The End of Air Cooling

For nearly thirty years, air served as the primary medium for removing heat from enterprise servers. Cold aisle containment, raised floors, perforated tiles, high-volume CRAHs, and sophisticated airflow management became standard components of data center architecture because processor heat loads remained within ranges that airflow systems could manage economically. Even during the early hyperscale era, facilities operating racks between 10 kW and 20 kW successfully relied on increasingly efficient air distribution strategies combined with intelligent building management systems. However, AI has fundamentally changed the thermal equation. Engineers deploy dozens of modern graphics processing units (GPUs) for large language models within a single rack, and each GPU consumes several times more power than a traditional CPU.

The resulting thermal output has increased faster than airflow engineering can realistically compensate. Simply increasing fan speeds or delivering larger volumes of conditioned air no longer provides a practical solution because the physical properties of air limit its capacity to transport heat. Consequently, the physics of heat transfer now constrains thermal engineering more than facility design does.

The transition away from air cooling is not merely a response to higher temperatures but also to higher heat flux. AI accelerators concentrate enormous amounts of thermal energy into relatively small silicon surfaces, creating localized hotspots that conventional airflow cannot dissipate efficiently. Manufacturers now design high-performance processors with thermal design power ratings ranging from hundreds to thousands of watts per device, and system architects integrate these processors into tightly packed server architectures to maximize compute density. Air cooling struggles to maintain consistent junction temperatures under these conditions because thermal resistance increases as heat density rises.

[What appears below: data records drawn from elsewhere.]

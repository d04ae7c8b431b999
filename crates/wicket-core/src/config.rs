//! Controller configuration.
//!
//! One immutable [`ControllerConfig`] value is constructed at startup
//! (from defaults, a builder, or a deserialized config file) and passed
//! by reference into each component. There are no ambient globals.

use crate::constants::{
    DEFAULT_AUDIT_LOG_PATH, DEFAULT_CAPTURE_ATTEMPTS, DEFAULT_CAPTURE_TIMEOUT_MS,
    DEFAULT_DEBOUNCE_SAMPLES, DEFAULT_MATCH_THRESHOLD, DEFAULT_PIN_IDLE_TIMEOUT_MS,
    DEFAULT_PIN_LENGTH, DEFAULT_POLL_INTERVAL_MS, DEFAULT_PUBLISH_TIMEOUT_MS,
};
use crate::error::{Error, Result};
use crate::types::{ReservedKey, ScoreDirection};
use serde::{Deserialize, Serialize};
use std::path::PathBuf;
use std::time::Duration;

/// Immutable access-controller configuration.
///
/// # Examples
///
/// ```
/// use wicket_core::ControllerConfig;
///
/// let config = ControllerConfig::builder()
///     .pin_length(6)
///     .face_verification(false)
///     .build()
///     .unwrap();
///
/// assert_eq!(config.pin_length, 6);
/// assert!(!config.face_verification);
/// ```
#[derive(Debug, Clone, Serialize, Deserialize)]
#[serde(deny_unknown_fields)]
pub struct ControllerConfig {
    /// Required PIN length in digits.
    #[serde(default = "default_pin_length")]
    pub pin_length: usize,

    /// Idle milliseconds before a partial PIN entry is discarded.
    #[serde(default = "default_pin_idle_timeout_ms")]
    pub pin_idle_timeout_ms: u64,

    /// Matrix scan polling interval in milliseconds.
    #[serde(default = "default_poll_interval_ms")]
    pub poll_interval_ms: u64,

    /// Consecutive active samples required to confirm a key press.
    #[serde(default = "default_debounce_samples")]
    pub debounce_samples: u32,

    /// Whether a PIN hit also requires face verification.
    #[serde(default = "default_face_verification")]
    pub face_verification: bool,

    /// Matcher decision threshold.
    #[serde(default = "default_match_threshold")]
    pub match_threshold: f32,

    /// Which way scores compare against the threshold.
    #[serde(default = "default_score_direction")]
    pub score_direction: ScoreDirection,

    /// Live-capture attempts before the verifier gives up.
    #[serde(default = "default_capture_attempts")]
    pub capture_attempts: u32,

    /// Wall-clock budget for acquiring one live sample, in milliseconds.
    #[serde(default = "default_capture_timeout_ms")]
    pub capture_timeout_ms: u64,

    /// If set, a submit on a short buffer is denied as malformed
    /// instead of ignored.
    #[serde(default)]
    pub submit_short_pin_rejects: bool,

    /// Reserved key bound to the cancel action, if any.
    #[serde(default)]
    pub cancel_key: Option<ReservedKey>,

    /// Path of the local append-only decision log.
    #[serde(default = "default_audit_log_path")]
    pub audit_log_path: PathBuf,

    /// Budget for one best-effort remote publish, in milliseconds.
    #[serde(default = "default_publish_timeout_ms")]
    pub publish_timeout_ms: u64,
}

fn default_pin_length() -> usize {
    DEFAULT_PIN_LENGTH
}
fn default_pin_idle_timeout_ms() -> u64 {
    DEFAULT_PIN_IDLE_TIMEOUT_MS
}
fn default_poll_interval_ms() -> u64 {
    DEFAULT_POLL_INTERVAL_MS
}
fn default_debounce_samples() -> u32 {
    DEFAULT_DEBOUNCE_SAMPLES
}
fn default_face_verification() -> bool {
    true
}
fn default_match_threshold() -> f32 {
    DEFAULT_MATCH_THRESHOLD
}
fn default_score_direction() -> ScoreDirection {
    ScoreDirection::LowerIsCloser
}
fn default_capture_attempts() -> u32 {
    DEFAULT_CAPTURE_ATTEMPTS
}
fn default_capture_timeout_ms() -> u64 {
    DEFAULT_CAPTURE_TIMEOUT_MS
}
fn default_audit_log_path() -> PathBuf {
    PathBuf::from(DEFAULT_AUDIT_LOG_PATH)
}
fn default_publish_timeout_ms() -> u64 {
    DEFAULT_PUBLISH_TIMEOUT_MS
}

impl Default for ControllerConfig {
    fn default() -> Self {
        Self {
            pin_length: default_pin_length(),
            pin_idle_timeout_ms: default_pin_idle_timeout_ms(),
            poll_interval_ms: default_poll_interval_ms(),
            debounce_samples: default_debounce_samples(),
            face_verification: default_face_verification(),
            match_threshold: default_match_threshold(),
            score_direction: default_score_direction(),
            capture_attempts: default_capture_attempts(),
            capture_timeout_ms: default_capture_timeout_ms(),
            submit_short_pin_rejects: false,
            cancel_key: None,
            audit_log_path: default_audit_log_path(),
            publish_timeout_ms: default_publish_timeout_ms(),
        }
    }
}

impl ControllerConfig {
    /// Create a builder pre-populated with defaults.
    pub fn builder() -> ControllerConfigBuilder {
        ControllerConfigBuilder::default()
    }

    /// Idle timeout as a [`Duration`].
    #[must_use]
    pub fn pin_idle_timeout(&self) -> Duration {
        Duration::from_millis(self.pin_idle_timeout_ms)
    }

    /// Scan polling interval as a [`Duration`].
    #[must_use]
    pub fn poll_interval(&self) -> Duration {
        Duration::from_millis(self.poll_interval_ms)
    }

    /// Live-capture budget as a [`Duration`].
    #[must_use]
    pub fn capture_timeout(&self) -> Duration {
        Duration::from_millis(self.capture_timeout_ms)
    }

    /// Remote publish budget as a [`Duration`].
    #[must_use]
    pub fn publish_timeout(&self) -> Duration {
        Duration::from_millis(self.publish_timeout_ms)
    }

    /// Validate field ranges.
    ///
    /// # Errors
    /// Returns `Error::Config` describing the first invalid field.
    pub fn validate(&self) -> Result<()> {
        if !(1..=16).contains(&self.pin_length) {
            return Err(Error::Config(format!(
                "pin_length must be 1-16, got {}",
                self.pin_length
            )));
        }
        if self.debounce_samples == 0 {
            return Err(Error::Config("debounce_samples must be at least 1".into()));
        }
        if self.poll_interval_ms == 0 {
            return Err(Error::Config("poll_interval_ms must be nonzero".into()));
        }
        if self.capture_attempts == 0 {
            return Err(Error::Config("capture_attempts must be at least 1".into()));
        }
        if !self.match_threshold.is_finite() {
            return Err(Error::Config("match_threshold must be finite".into()));
        }
        Ok(())
    }
}

/// Builder for [`ControllerConfig`].
#[derive(Debug, Default, Clone)]
pub struct ControllerConfigBuilder {
    config: Option<ControllerConfig>,
}

impl ControllerConfigBuilder {
    fn config(&mut self) -> &mut ControllerConfig {
        self.config.get_or_insert_with(ControllerConfig::default)
    }

    /// Set the required PIN length.
    pub fn pin_length(mut self, len: usize) -> Self {
        self.config().pin_length = len;
        self
    }

    /// Set the partial-entry idle timeout in milliseconds.
    pub fn pin_idle_timeout_ms(mut self, ms: u64) -> Self {
        self.config().pin_idle_timeout_ms = ms;
        self
    }

    /// Set the scan polling interval in milliseconds.
    pub fn poll_interval_ms(mut self, ms: u64) -> Self {
        self.config().poll_interval_ms = ms;
        self
    }

    /// Set the debounce sample count.
    pub fn debounce_samples(mut self, samples: u32) -> Self {
        self.config().debounce_samples = samples;
        self
    }

    /// Enable or disable face verification (PIN-only mode when off).
    pub fn face_verification(mut self, enabled: bool) -> Self {
        self.config().face_verification = enabled;
        self
    }

    /// Set the matcher threshold and its comparison direction together.
    ///
    /// The two are only meaningful as a pair, so they are set as one.
    pub fn match_threshold(mut self, threshold: f32, direction: ScoreDirection) -> Self {
        self.config().match_threshold = threshold;
        self.config().score_direction = direction;
        self
    }

    /// Set the live-capture attempt budget.
    pub fn capture_attempts(mut self, attempts: u32) -> Self {
        self.config().capture_attempts = attempts;
        self
    }

    /// Set the live-capture wall-clock budget in milliseconds.
    pub fn capture_timeout_ms(mut self, ms: u64) -> Self {
        self.config().capture_timeout_ms = ms;
        self
    }

    /// Treat submit on a short buffer as an explicit malformed entry.
    pub fn submit_short_pin_rejects(mut self, rejects: bool) -> Self {
        self.config().submit_short_pin_rejects = rejects;
        self
    }

    /// Bind a reserved key to the cancel action.
    pub fn cancel_key(mut self, key: ReservedKey) -> Self {
        self.config().cancel_key = Some(key);
        self
    }

    /// Set the local audit log path.
    pub fn audit_log_path(mut self, path: impl Into<PathBuf>) -> Self {
        self.config().audit_log_path = path.into();
        self
    }

    /// Set the remote publish budget in milliseconds.
    pub fn publish_timeout_ms(mut self, ms: u64) -> Self {
        self.config().publish_timeout_ms = ms;
        self
    }

    /// Build and validate the configuration.
    ///
    /// # Errors
    /// Returns `Error::Config` if any field is out of range.
    pub fn build(mut self) -> Result<ControllerConfig> {
        let config = self.config().clone();
        config.validate()?;
        Ok(config)
    }
}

The consequence is thermal throttling, where processors intentionally reduce operating frequencies to protect hardware from overheating. Thermal throttling directly affects AI training throughput, inference latency, and infrastructure utilization, making cooling performance an operational concern rather than simply a facilities issue. Infrastructure operators therefore increasingly evaluate cooling systems based on their ability to sustain continuous processor performance instead of merely maintaining acceptable room temperatures. This change represents one of the most important shifts in modern data center engineering.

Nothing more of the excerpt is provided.